Kerapkali dalam kondisi keadaan seperti ini para pemulung dihadapkan pada posisi sulit,akan tetap keputusanya adalah bertahan karena kalaupun pindah usaha atau pulang kampung akan tambah sulit hal itu di karenakan keadaan ekonomi yang sulit saat ini,dan pekerjaan susah di dapat.” Jelas Bang Iful pemerhati lingkungan hidup di Kota Bekasi.
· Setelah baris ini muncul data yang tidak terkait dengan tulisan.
//! Rejection channel and run summary.

use chrono::{DateTime, Utc};
use serde::{Deserialize, Serialize};

use crate::types::deal::Deal;
use crate::types::query::QuerySpec;

/// Why a raw record did not become a deal.
#[derive(Debug, Clone, Copy, PartialEq, Eq, Serialize, Deserialize)]
#[serde(rename_all = "snake_case")]
pub enum RejectReason {
    /// Neither title nor link.
    MissingIdentity,
    /// No price field at all.
    MissingPrice,
    /// Price present but not a positive number.
    UnparseablePrice,
}

/// A dropped raw record.
#[derive(Debug, Clone, PartialEq, Serialize, Deserialize)]
pub struct Rejection {
    pub reason: RejectReason,
    pub title: Option<String>,
}

impl Rejection {
    pub fn new(reason: RejectReason, title: Option<String>) -> Self {
        Self { reason, title }
    }
}

/// Normalizer output for one provider response.
#[derive(Debug, Clone, Default, PartialEq)]
pub struct NormalizedBatch {
    pub deals: Vec<Deal>,
    pub rejections: Vec<Rejection>,
}

impl NormalizedBatch {
    pub fn dropped(&self) -> usize {
        self.rejections.len()
    }
}

/// A failed query, kept for the summary.
#[derive(Debug, Clone, PartialEq, Serialize, Deserialize)]
pub struct QueryFailure {
    pub query: QuerySpec,
    pub error: String,
    pub fatal: bool,
}

/// A deal the approval store did not accept.
#[derive(Debug, Clone, PartialEq, Serialize, Deserialize)]
pub struct StagingFailure {
    pub title: String,
    pub query_keyword: String,
    pub error: String,
}

/// What happened during a run, for logs and the caller.
#[derive(Debug, Clone, PartialEq, Serialize, Deserialize)]
pub struct RunSummary {
    pub started_at: DateTime<Utc>,
    pub finished_at: Option<DateTime<Utc>>,
    pub keywords: Vec<String>,
    pub queries_planned: usize,
    pub queries_succeeded: usize,
    pub queries_failed: usize,
    /// Abandoned after a fatal provider error.
    pub queries_skipped: usize,
    pub records_received: usize,
    pub deals_normalized: usize,
    pub deals_with_discount: usize,
    pub rejections: Vec<Rejection>,
    pub deals_ranked: usize,
    pub staged: usize,
    pub already_staged: usize,
    pub staging_failures: Vec<StagingFailure>,
    pub query_failures: Vec<QueryFailure>,
    pub dry_run: bool,
}

impl RunSummary {
    pub fn new(keywords: Vec<String>, queries_planned: usize, dry_run: bool) -> Self {
        Self {
            started_at: Utc::now(),
            finished_at: None,
            keywords,
            queries_planned,
            queries_succeeded: 0,
            queries_failed: 0,
            queries_skipped: 0,
            records_received: 0,
            deals_normalized: 0,
            deals_with_discount: 0,
            rejections: Vec::new(),
            deals_ranked: 0,
            staged: 0,
            already_staged: 0,
            staging_failures: Vec::new(),
            query_failures: Vec::new(),
            dry_run,
        }
    }

    pub fn dropped(&self) -> usize {
        self.rejections.len()
    }

    pub fn queries_attempted(&self) -> usize {
        self.queries_succeeded + self.queries_failed
    }

    pub fn record_batch(&mut self, received: usize, batch: &NormalizedBatch) {
        self.queries_succeeded += 1;
        self.records_received += received;
        self.deals_normalized += batch.deals.len();
        self.deals_with_discount += batch.deals.iter().filter(|d| d.has_discount()).count();
        self.rejections.extend(batch.rejections.iter().cloned());
    }

    pub fn record_query_failure(&mut self, query: &QuerySpec, error: String, fatal: bool) {
        self.queries_failed += 1;
        self.query_failures.push(QueryFailure {
            query: query.clone(),
            error,
            fatal,
        });
    }

    pub fn record_staging_failure(&mut self, deal: &Deal, error: String) {
        self.staging_failures.push(StagingFailure {
            title: deal.title.clone(),
            query_keyword: deal.query_keyword.clone(),
            error,
        });
    }

    /// Error lines tagged by query keyword, in the order they happened.
    pub fn errors(&self) -> Vec<String> {
        self.query_failures
            .iter()
            .map(|f| format!("Query '{}': {}", f.query.keyword, f.error))
            .chain(
                self.staging_failures
                    .iter()
                    .map(|f| format!("Staging '{}': {}", f.title, f.error)),
            )
            .collect()
    }

    pub fn finish(&mut self) {
        self.finished_at = Some(Utc::now());
    }
}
Lebih lanjut dikatakan” Saya secara langsung berkeliling ke tempat keberadaan pemulung di lapak lapak bahkan sampai kontrakanya, faktanya kita semua miris dengan mata pencarian mereka saat ini dengan berbagai faktor kendala, seperti soal jual hasil mulung belum lagi musim hujan (Anomali) yang tak terduga di lokasi pembuangan di areal Gunung Sampah buangan limbah ekonomis rumah tangga dari Pemprov DKI Jakarta.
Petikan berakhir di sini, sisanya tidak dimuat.